"Glam Rock" de Christophe Brault : Glam’s Not Dead !
Il y a fort à parier que si vous parlez de « Glam Rock » à un rocker branché post-punk (la grande mode bidon du moment…), il se mette à ricaner en vous traitant de has been, et vous demande où sont vos platform boots et votre coupe mulet. Laissez-le, fier de son ignorance bornée, retourner écouter des clones insipides de Joy Division, ou, si vous êtes d’humeur taquine, racontez-lui que l’un des plus beaux moments d’extase collective de 2023 a été le concert offert par Gyasi au festival de Binic : le Glam Rock n’avait cette nuit-là rien d’un cadavre putréfié, ou d’un zombie hébété, mais semblait au contraire le meilleur prétexte possible aux délires les plus audacieux et les plus fun !

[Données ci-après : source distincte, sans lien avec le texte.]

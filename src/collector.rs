use crate::{
    config::Config,
    document::{OutputDocument, Section},
    error::{Error, Result},
    file::SourceFile,
    scanner::Scanner,
    writer::Writer,
};
use serde::Serialize;
use std::path::PathBuf;
use std::time::{Duration, Instant};
use tracing::{debug, info, instrument, warn};

/// Why a file was left out of the output.
#[derive(Debug, Clone, Copy, PartialEq, Eq, Serialize)]
#[serde(rename_all = "snake_case")]
pub enum SkipReason {
    /// File name has no numeric ordering key
    MalformedFilename,
    /// File content is not UTF-8 text
    Decode,
    /// Directory entry could not be inspected while listing
    Unreadable,
}

/// A file skipped during collection.
#[derive(Debug, Clone, Serialize)]
pub struct SkippedFile {
    /// Path to the skipped file
    pub path: PathBuf,

    /// Skip category
    pub reason: SkipReason,

    /// Human-readable detail
    pub message: String,
}

impl SkippedFile {
    fn from_error(path: PathBuf, error: &Error) -> Self {
        let reason = match error {
            Error::MalformedFilename { .. } => SkipReason::MalformedFilename,
            _ => SkipReason::Decode,
        };

        Self {
            path,
            reason,
            message: error.to_string(),
        }
    }

    fn unreadable(path: PathBuf, message: String) -> Self {
        Self {
            path,
            reason: SkipReason::Unreadable,
            message,
        }
    }
}

/// Statistics collected during a collection run.
#[derive(Debug, Clone, Serialize)]
pub struct CollectStats {
    /// Entries listed in the source directory
    pub total_entries: usize,

    /// Files matching the include pattern
    pub matched_files: usize,

    /// Sections written to the output document
    pub sections_written: usize,

    /// Files left out, in the order they were encountered
    pub skipped: Vec<SkippedFile>,

    /// Destination path
    pub output_path: PathBuf,

    /// Size of the written document
    pub bytes_written: u64,

    /// Total execution time
    pub duration: Duration,
}

impl CollectStats {
    /// Number of skipped files.
    #[must_use]
    pub fn skipped_count(&self) -> usize {
        self.skipped.len()
    }

    /// Number of files skipped for the given reason.
    #[must_use]
    pub fn skipped_by(&self, reason: SkipReason) -> usize {
        self.skipped.iter().filter(|s| s.reason == reason).count()
    }

    /// Prints a human-readable summary to stdout.
    pub fn print_summary(&self) {
        println!("\n╔═══════════════════════════════════════════════════════╗");
        println!("║              Collection Summary                       ║");
        println!("╠═══════════════════════════════════════════════════════╣");
        println!(
            "║ Files matched:        {:>8}                        ║",
            self.matched_files
        );
        println!(
            "║ Sections written:     {:>8}                        ║",
            self.sections_written
        );
        println!(
            "║ Files skipped:        {:>8}                        ║",
            self.skipped_count()
        );
        println!(
            "║   - Bad file name:    {:>8}                        ║",
            self.skipped_by(SkipReason::MalformedFilename)
        );
        println!(
            "║   - Not UTF-8 text:   {:>8}                        ║",
            self.skipped_by(SkipReason::Decode)
        );
        println!(
            "║   - Unreadable entry: {:>8}                        ║",
            self.skipped_by(SkipReason::Unreadable)
        );
        println!(
            "║ Total time:           {:>8.2}s                       ║",
            self.duration.as_secs_f64()
        );
        println!("║ Output file:                                          ║");
        println!("║   {}", self.output_path.display());
        println!("╚═══════════════════════════════════════════════════════╝\n");
    }
}

/// Collects transcript files into a single markdown document.
pub struct Collector {
    config: Config,
    scanner: Scanner,
    writer: Writer,
}

impl Collector {
    /// Creates a new collector with the given configuration.
    ///
    /// # Errors
    ///
    /// Returns an error if configuration validation fails.
    pub fn new(config: Config) -> Result<Self> {
        config.validate()?;

        let scanner = Scanner::new(&config)?;
        let writer = Writer::new(&config.output_path);

        Ok(Self {
            config,
            scanner,
            writer,
        })
    }

    /// Executes the collection and returns statistics.
    ///
    /// # Process
    ///
    /// 1. **Scan**: lists matching files in the source directory
    /// 2. **Order**: extracts ordering keys and sorts by key, then file name
    /// 3. **Read**: decodes each file as UTF-8 into a section
    /// 4. **Write**: renders the document and writes it in one go
    ///
    /// Files with a malformed name or undecodable content, and entries the
    /// directory walk could not inspect, are skipped and reported in
    /// [`CollectStats::skipped`].
    ///
    /// # Errors
    ///
    /// Returns [`Error::DirectoryNotFound`] before anything is written if the
    /// source directory is missing or unreadable, and [`Error::Write`] if the output cannot
    /// be written.
    ///
    /// # Examples
    ///
    /// ```no_run
    /// use voice_collect::{Collector, Config};
    ///
    /// # fn main() -> anyhow::Result<()> {
    /// let config = Config::builder()
    ///     .source_dir("./voices")
    ///     .output_path("./voices.md")
    ///     .build()?;
    ///
    /// let stats = Collector::new(config)?.run()?;
    /// stats.print_summary();
    /// # Ok(())
    /// # }
    /// ```
    #[instrument(skip(self), fields(source_dir = %self.config.source_dir.display()))]
    pub fn run(self) -> Result<CollectStats> {
        let start_time = Instant::now();

        let (paths, scan_stats) = self.scanner.scan()?;
        info!("Found {} transcript files", paths.len());

        let mut skipped: Vec<SkippedFile> = scan_stats
            .unreadable
            .into_iter()
            .map(|(path, message)| SkippedFile::unreadable(path, message))
            .collect();
        let files = Self::order(paths, &mut skipped);
        let document = Self::read_sections(&files, &mut skipped);

        let rendered = document.render();
        let bytes_written = self.writer.write(&rendered)?;

        let stats = CollectStats {
            total_entries: scan_stats.total_entries,
            matched_files: scan_stats.matched_files,
            sections_written: document.len(),
            skipped,
            output_path: self.config.output_path.clone(),
            bytes_written,
            duration: start_time.elapsed(),
        };

        info!(
            "✓ Wrote {} sections to {} in {:.2}s",
            stats.sections_written,
            stats.output_path.display(),
            stats.duration.as_secs_f64()
        );

        if !stats.skipped.is_empty() {
            warn!(
                "Skipped {} file(s): {} malformed name(s), {} undecodable, {} unreadable",
                stats.skipped_count(),
                stats.skipped_by(SkipReason::MalformedFilename),
                stats.skipped_by(SkipReason::Decode),
                stats.skipped_by(SkipReason::Unreadable)
            );
        }

        Ok(stats)
    }

    /// Builds source files from paths and sorts them by ordering key.
    fn order(paths: Vec<PathBuf>, skipped: &mut Vec<SkippedFile>) -> Vec<SourceFile> {
        let mut files: Vec<SourceFile> = paths
            .into_iter()
            .filter_map(|path| match SourceFile::from_path(&path) {
                Ok(file) => Some(file),
                Err(e) => {
                    warn!("Skipping {}: {}", path.display(), e);
                    skipped.push(SkippedFile::from_error(path, &e));
                    None
                }
            })
            .collect();

        files.sort();
        files
    }

    /// Reads files in order, skipping those that fail to decode.
    fn read_sections(files: &[SourceFile], skipped: &mut Vec<SkippedFile>) -> OutputDocument {
        let mut document = OutputDocument::new();

        for file in files {
            match file.read_text() {
                Ok(content) => {
                    debug!("Read #{} {} ({} bytes)", file.order, file.file_name, content.len());
                    document.push(Section::new(file.title.clone(), content));
                }
                Err(e) => {
                    warn!("Skipping {}: {}", file.path.display(), e);
                    skipped.push(SkippedFile::from_error(file.path.clone(), &e));
                }
            }
        }

        document
    }
}

#[cfg(test)]
mod tests {
    use super::*;
    use assert_fs::prelude::*;
    use std::path::Path;

    fn create_test_config(source: &Path, output: &Path) -> Config {
        Config::builder()
            .source_dir(source)
            .output_path(output)
            .build()
            .unwrap()
    }

    fn collect(source: &Path, output: &Path) -> Result<CollectStats> {
        Collector::new(create_test_config(source, output))?.run()
    }

    #[test]
    fn test_collect_orders_by_numeric_key() {
        let temp = assert_fs::TempDir::new().unwrap();
        let src = temp.child("voices");
        src.child("voice_2_x.txt").write_str("second").unwrap();
        src.child("voice_1_x.txt").write_str("first").unwrap();
        let out = temp.child("out.md");

        let stats = collect(src.path(), out.path()).unwrap();

        assert_eq!(stats.sections_written, 2);
        assert_eq!(stats.skipped_count(), 0);
        out.assert("# voice_1_x\nfirst\n\n# voice_2_x\nsecond\n");
    }

    #[test]
    fn test_collect_numeric_not_lexical_order() {
        let temp = assert_fs::TempDir::new().unwrap();
        let src = temp.child("voices");
        for i in [10, 2, 1, 33, 9] {
            src.child(format!("audio_{i}@01-01-2024.txt"))
                .write_str(&format!("message {i}"))
                .unwrap();
        }
        let out = temp.child("out.md");

        collect(src.path(), out.path()).unwrap();

        let text = std::fs::read_to_string(out.path()).unwrap();
        let doc = OutputDocument::parse(&text);
        let contents: Vec<_> = doc.sections().iter().map(|s| s.content.as_str()).collect();
        assert_eq!(
            contents,
            ["message 1", "message 2", "message 9", "message 10", "message 33"]
        );
    }

    #[test]
    fn test_collect_ties_use_file_name() {
        let temp = assert_fs::TempDir::new().unwrap();
        let src = temp.child("voices");
        src.child("b_5.txt").write_str("b").unwrap();
        src.child("a_5.txt").write_str("a").unwrap();
        let out = temp.child("out.md");

        collect(src.path(), out.path()).unwrap();

        out.assert("# a_5\na\n\n# b_5\nb\n");
    }

    #[test]
    fn test_collect_skips_malformed_names() {
        let temp = assert_fs::TempDir::new().unwrap();
        let src = temp.child("voices");
        src.child("voice_1.txt").write_str("kept").unwrap();
        src.child("notes.txt").write_str("dropped").unwrap();
        let out = temp.child("out.md");

        let stats = collect(src.path(), out.path()).unwrap();

        assert_eq!(stats.sections_written, 1);
        assert_eq!(stats.skipped_by(SkipReason::MalformedFilename), 1);
        out.assert("# voice_1\nkept\n");
    }

    #[test]
    fn test_collect_skips_undecodable_files() {
        let temp = assert_fs::TempDir::new().unwrap();
        let src = temp.child("voices");
        src.child("voice_1.txt").write_binary(&[0xc3, 0x28]).unwrap();
        src.child("voice_2.txt").write_binary(b"a\0b").unwrap();
        src.child("voice_3.txt").write_str("ok").unwrap();
        let out = temp.child("out.md");

        let stats = collect(src.path(), out.path()).unwrap();

        assert_eq!(stats.sections_written, 1);
        assert_eq!(stats.skipped_by(SkipReason::Decode), 2);
        out.assert("# voice_3\nok\n");
    }

    #[test]
    fn test_collect_empty_directory() {
        let temp = assert_fs::TempDir::new().unwrap();
        let src = temp.child("voices");
        src.create_dir_all().unwrap();
        let out = temp.child("out.md");

        let stats = collect(src.path(), out.path()).unwrap();

        assert_eq!(stats.sections_written, 0);
        assert_eq!(stats.bytes_written, 0);
        out.assert("");
    }

    #[test]
    fn test_collect_missing_directory_writes_nothing() {
        let temp = assert_fs::TempDir::new().unwrap();
        let out = temp.child("out.md");

        let err = collect(&temp.path().join("missing"), out.path()).unwrap_err();

        assert!(matches!(err, Error::DirectoryNotFound { .. }));
        assert!(!out.exists());
    }

    #[test]
    fn test_collect_missing_directory_keeps_existing_output() {
        let temp = assert_fs::TempDir::new().unwrap();
        let out = temp.child("out.md");
        out.write_str("previous").unwrap();

        collect(&temp.path().join("missing"), out.path()).unwrap_err();

        out.assert("previous");
    }

    #[test]
    fn test_collect_unwritable_destination() {
        let temp = assert_fs::TempDir::new().unwrap();
        let src = temp.child("voices");
        src.child("voice_1.txt").write_str("one").unwrap();
        temp.child("blocker").write_str("file, not a dir").unwrap();

        let err = collect(src.path(), &temp.path().join("blocker/out.md")).unwrap_err();

        assert!(matches!(err, Error::Write { .. }));
    }

    #[test]
    fn test_unreadable_entry_counts_as_skipped() {
        let skipped = SkippedFile::unreadable(
            PathBuf::from("/voices/voice_4.txt"),
            "permission denied".to_string(),
        );
        let stats = CollectStats {
            total_entries: 1,
            matched_files: 0,
            sections_written: 0,
            skipped: vec![skipped],
            output_path: PathBuf::from("out.md"),
            bytes_written: 0,
            duration: Duration::ZERO,
        };

        assert_eq!(stats.skipped_count(), 1);
        assert_eq!(stats.skipped_by(SkipReason::Unreadable), 1);
        assert_eq!(stats.skipped_by(SkipReason::Decode), 0);

        let json = serde_json::to_value(&stats).unwrap();
        assert_eq!(json["skipped"][0]["reason"], "unreadable");
    }

    #[test]
    fn test_stats_serialize() {
        let temp = assert_fs::TempDir::new().unwrap();
        let src = temp.child("voices");
        src.child("voice_1.txt").write_str("one").unwrap();
        src.child("readme.txt").write_str("no key").unwrap();
        let out = temp.child("out.md");

        let stats = collect(src.path(), out.path()).unwrap();
        let json = serde_json::to_value(&stats).unwrap();

        assert_eq!(json["sections_written"], 1);
        assert_eq!(json["skipped"][0]["reason"], "malformed_filename");
    }
}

Si, par contre, vous êtes vous-même dans le flou quant à ce que recouvre ce terme, eh bien, le remarquable livre sur le sujet écrit par Christophe Brault (Glam Rock – Glitter, Teenage Pop & Art Rock) clarifiera vos idées sur le sujet, et, plus important encore, vous fournira une liste de dizaines de chefs d’œuvre incontournables, de disques passionnants ou de curiosités décoiffantes à écouter.
La couverture du livre joue évidemment la carte des monuments universellement reconnus : le premier Roxy Music, le premier New York Dolls, et ces deux moments parfaits de la musique des 70’s que sont Ziggy Stardust de Bowie et Kimono My House de Sparks. Ce sont des « produits d’appel » qui permettent d’évoquer simplement de quoi il retourne, puisque l’on peut imaginer qu’une grande partie des mélomanes connaîtra au moins de vue / de nom ces quatre albums… Mais le grand intérêt (et aussi la surprise, finalement) de Glam Rock est que Brault étend le champ de son analyse – avec pertinence, non pas en trichant pour gonfler son bouquin ! – à des territoires adjacents au cœur du « sujet Glitter », ce qui lui permet de nous offrir un panorama très riche du Rock des seventies, puis des eighties. Et de mettre en lumière des relations entre des artistes que l’on n’aurait pas naturellement rangés dans le même catégorie.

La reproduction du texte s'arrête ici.